Submitted by: Deb Crisman
Adapted from Napoli Cafe, Eugene Oregon

 

Ingredients:

8 oz bittersweet chocolate or 1-1/3 cup Ambrosia chocolate chips
3 oz salted butter
2 eggs
1/4 cup sugar
1/2 teaspoon vanilla

 
1-1/2 tsp instant coffee
1/4 cup Big River Grains Sorghum flour
1/4 tsp baking powder
1/4 tsp salt
5 oz bittersweet chocolate chunks
2 cups nuts of your choice

Directions:

Preheat oven to 325. To make uniform 4" portions, use muffin crowns pan or Texas -size muffin tins. Spray with Pam and line with circles of parchment paper.

In double boiler over simmering water, melt the 8oz of cocolate with the unsalted butter. Stir until smooth and allow to cool slightly. Meanwhile, whip the eggs and sugar with an electric mixer for 3 minutes. Add vanilla and the melted chocolate and butter.

Mix the coffee, flour, baking powder and salt together and add to the liquid mixture. Blend well, then stir in the chocolate chunks and nuts by hand.

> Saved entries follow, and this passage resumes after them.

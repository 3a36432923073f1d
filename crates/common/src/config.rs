//! Logging configuration for the CLI and host applications.

use serde::{Deserialize, Serialize};

/// Output shape of log lines.
#[derive(Debug, Clone, Copy, PartialEq, Eq, Default, Serialize, Deserialize)]
#[serde(rename_all = "snake_case")]
pub enum LogFormat {
    /// Human-readable lines with targets.
    #[default]
    Text,

    /// Structured JSON, one object per line.
    Json,
}

/// Logging configuration.
#[derive(Debug, Clone, Serialize, Deserialize)]
pub struct LoggingConfig {
    /// Filter directive (e.g., "info", "conform=debug,warn"). Overridden
    /// by `RUST_LOG` when that is set.
    pub filter: String,

    pub format: LogFormat,
}

impl LoggingConfig {
    /// Debug-level configuration, as selected by the CLI's verbose flag.
    pub fn verbose() -> Self {
        Self {
            filter: "debug".to_string(),
            format: LogFormat::Text,
        }
    }
}

impl Default for LoggingConfig {
    fn default() -> Self {
        Self {
            filter: "info".to_string(),
            format: LogFormat::Text,
        }
    }
}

Drop onto the parchment circles, and use two forks to distribute chunks and level slightly. Bake one pan at a time for 12 minutes. Cookies will be molten. Cool in pans awhile, then remove to racks to cool completely. Do not attempt to handle or remove parchment paper until completely cool. Keep in refrigerator. The Whompers also freeze well.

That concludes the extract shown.